Exercise:
In the answer, every entry must appear exactly as given.

Start of Given data

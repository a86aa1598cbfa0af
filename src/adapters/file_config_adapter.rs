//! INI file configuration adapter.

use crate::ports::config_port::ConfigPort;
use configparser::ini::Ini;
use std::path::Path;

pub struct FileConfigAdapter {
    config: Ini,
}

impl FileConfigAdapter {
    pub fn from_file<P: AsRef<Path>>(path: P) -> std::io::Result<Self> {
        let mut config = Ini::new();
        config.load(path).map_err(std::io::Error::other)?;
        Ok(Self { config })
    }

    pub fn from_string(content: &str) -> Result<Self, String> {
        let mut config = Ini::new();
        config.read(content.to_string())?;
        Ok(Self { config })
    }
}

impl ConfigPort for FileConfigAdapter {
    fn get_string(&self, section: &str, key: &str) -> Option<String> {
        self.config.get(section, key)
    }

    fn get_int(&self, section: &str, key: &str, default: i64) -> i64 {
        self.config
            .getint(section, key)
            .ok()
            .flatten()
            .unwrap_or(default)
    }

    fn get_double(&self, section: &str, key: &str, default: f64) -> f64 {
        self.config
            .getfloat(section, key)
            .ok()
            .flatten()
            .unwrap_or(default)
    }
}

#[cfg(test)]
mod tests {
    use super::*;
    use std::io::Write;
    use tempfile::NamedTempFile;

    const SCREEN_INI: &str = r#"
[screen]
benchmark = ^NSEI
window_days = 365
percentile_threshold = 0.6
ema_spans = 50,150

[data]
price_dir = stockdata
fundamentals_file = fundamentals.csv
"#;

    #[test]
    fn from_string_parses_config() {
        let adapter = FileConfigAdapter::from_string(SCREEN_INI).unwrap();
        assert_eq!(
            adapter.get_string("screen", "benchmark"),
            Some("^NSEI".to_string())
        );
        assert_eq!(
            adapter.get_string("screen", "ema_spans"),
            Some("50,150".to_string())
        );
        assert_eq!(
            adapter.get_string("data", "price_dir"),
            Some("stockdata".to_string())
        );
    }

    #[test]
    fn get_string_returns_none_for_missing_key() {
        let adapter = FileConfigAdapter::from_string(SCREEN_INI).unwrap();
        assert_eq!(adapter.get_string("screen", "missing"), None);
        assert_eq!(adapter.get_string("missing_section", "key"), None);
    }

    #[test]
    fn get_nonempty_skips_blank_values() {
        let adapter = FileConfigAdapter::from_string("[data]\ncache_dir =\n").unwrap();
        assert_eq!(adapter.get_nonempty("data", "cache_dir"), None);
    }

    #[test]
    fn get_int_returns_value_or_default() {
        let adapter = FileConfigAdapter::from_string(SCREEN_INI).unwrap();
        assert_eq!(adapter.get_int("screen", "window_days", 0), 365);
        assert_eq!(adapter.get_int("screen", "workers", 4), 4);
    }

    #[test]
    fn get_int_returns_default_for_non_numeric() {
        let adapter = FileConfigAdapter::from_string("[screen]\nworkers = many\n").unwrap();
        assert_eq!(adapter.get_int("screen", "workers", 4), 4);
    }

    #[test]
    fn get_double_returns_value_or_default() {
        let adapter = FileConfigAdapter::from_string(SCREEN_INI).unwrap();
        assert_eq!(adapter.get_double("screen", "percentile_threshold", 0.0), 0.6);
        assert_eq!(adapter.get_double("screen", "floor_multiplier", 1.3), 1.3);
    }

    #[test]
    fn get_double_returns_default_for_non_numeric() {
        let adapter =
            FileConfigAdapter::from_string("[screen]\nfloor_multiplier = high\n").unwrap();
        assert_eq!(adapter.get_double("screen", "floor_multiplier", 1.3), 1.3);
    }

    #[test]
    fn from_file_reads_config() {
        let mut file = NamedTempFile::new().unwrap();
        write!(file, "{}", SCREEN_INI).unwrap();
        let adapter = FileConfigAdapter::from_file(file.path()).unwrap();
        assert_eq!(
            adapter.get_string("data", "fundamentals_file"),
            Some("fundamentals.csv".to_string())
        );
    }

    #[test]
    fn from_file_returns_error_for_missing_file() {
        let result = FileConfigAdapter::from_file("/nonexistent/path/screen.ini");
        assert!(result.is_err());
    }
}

End of Given data

Exercise output:
repository a86aa1598cbfa0af
filename src/adapters/file_config_adapter.rs
//! INI file configuration adapter.

use crate::ports::config_port::ConfigPort;
use configparser::ini::Ini;
use std::path::Path;

pub struct FileConfigAdapter {
    config: Ini,
}

impl FileConfigAdapter {
    pub fn from_file<P: AsRef<Path>>(path: P) -> std::io::Result<Self> {
        let mut config = Ini::new();
        config.load(path).map_err(std::io::Error::other)?;
        Ok(Self { config })
    }

    pub fn from_string(content: &str) -> Result<Self, String> {
        let mut config = Ini::new();
        config.read(content.to_string())?;
        Ok(Self { config })
    }
}

impl ConfigPort for FileConfigAdapter {
    fn get_string(&self, section: &str, key: &str) -> Option<String> {
        self.config.get(section, key)
    }

    fn get_int(&self, section: &str, key: &str, default: i64) -> i64 {
        self.config
            .getint(section, key)
            .ok()
            .flatten()
            .unwrap_or(default)
    }

    fn get_double(&self, section: &str, key: &str, default: f64) -> f64 {
        self.config
            .getfloat(section, key)
            .ok()
            .flatten()
            .unwrap_or(default)
    }
}

#[cfg(test)]
mod tests {
    use super::*;
    use std::io::Write;
    use tempfile::NamedTempFile;

    const SCREEN_INI: &str = r#"
[screen]
benchmark = ^NSEI
window_days = 365
percentile_threshold = 0.6
ema_spans = 50,150

[data]
price_dir = stockdata
fundamentals_file = fundamentals.csv
"#;

    #[test]
    fn from_string_parses_config() {
        let adapter = FileConfigAdapter::from_string(SCREEN_INI).unwrap();
        assert_eq!(
            adapter.get_string("screen", "benchmark"),
            Some("^NSEI".to_string())
        );
        assert_eq!(
            adapter.get_string("screen", "ema_spans"),
            Some("50,150".to_string())
        );
        assert_eq!(
            adapter.get_string("data", "price_dir"),
            Some("stockdata".to_string())
        );
    }

    #[test]
    fn get_string_returns_none_for_missing_key() {
        let adapter = FileConfigAdapter::from_string(SCREEN_INI).unwrap();
        assert_eq!(adapter.get_string("screen", "missing"), None);
        assert_eq!(adapter.get_string("missing_section", "key"), None);
    }

    #[test]
    fn get_nonempty_skips_blank_values() {
        let adapter = FileConfigAdapter::from_string("[data]\ncache_dir =\n").unwrap();
        assert_eq!(adapter.get_nonempty("data", "cache_dir"), None);
    }

    #[test]
    fn get_int_returns_value_or_default() {
        let adapter = FileConfigAdapter::from_string(SCREEN_INI).unwrap();
        assert_eq!(adapter.get_int("screen", "window_days", 0), 365);
        assert_eq!(adapter.get_int("screen", "workers", 4), 4);
    }

    #[test]
    fn get_int_returns_default_for_non_numeric() {
        let adapter = FileConfigAdapter::from_string("[screen]\nworkers = many\n").unwrap();
        assert_eq!(adapter.get_int("screen", "workers", 4), 4);
    }

    #[test]
    fn get_double_returns_value_or_default() {
        let adapter = FileConfigAdapter::from_string(SCREEN_INI).unwrap();
        assert_eq!(adapter.get_double("screen", "percentile_threshold", 0.0), 0.6);
        assert_eq!(adapter.get_double("screen", "floor_multiplier", 1.3), 1.3);
    }

    #[test]
    fn get_double_returns_default_for_non_numeric() {
        let adapter =
            FileConfigAdapter::from_string("[screen]\nfloor_multiplier = high\n").unwrap();
        assert_eq!(adapter.get_double("screen", "floor_multiplier", 1.3), 1.3);
    }

    #[test]
    fn from_file_reads_config() {
        let mut file = NamedTempFile::new().unwrap();
        write!(file, "{}", SCREEN_INI).unwrap();
        let adapter = FileConfigAdapter::from_file(file.path()).unwrap();
        assert_eq!(
            adapter.get_string("data", "fundamentals_file"),
            Some("fundamentals.csv".to_string())
        );
    }

    #[test]
    fn from_file_returns_error_for_missing_file() {
        let result = FileConfigAdapter::from_file("/nonexistent/path/screen.ini");
        assert!(result.is_err());
    }
}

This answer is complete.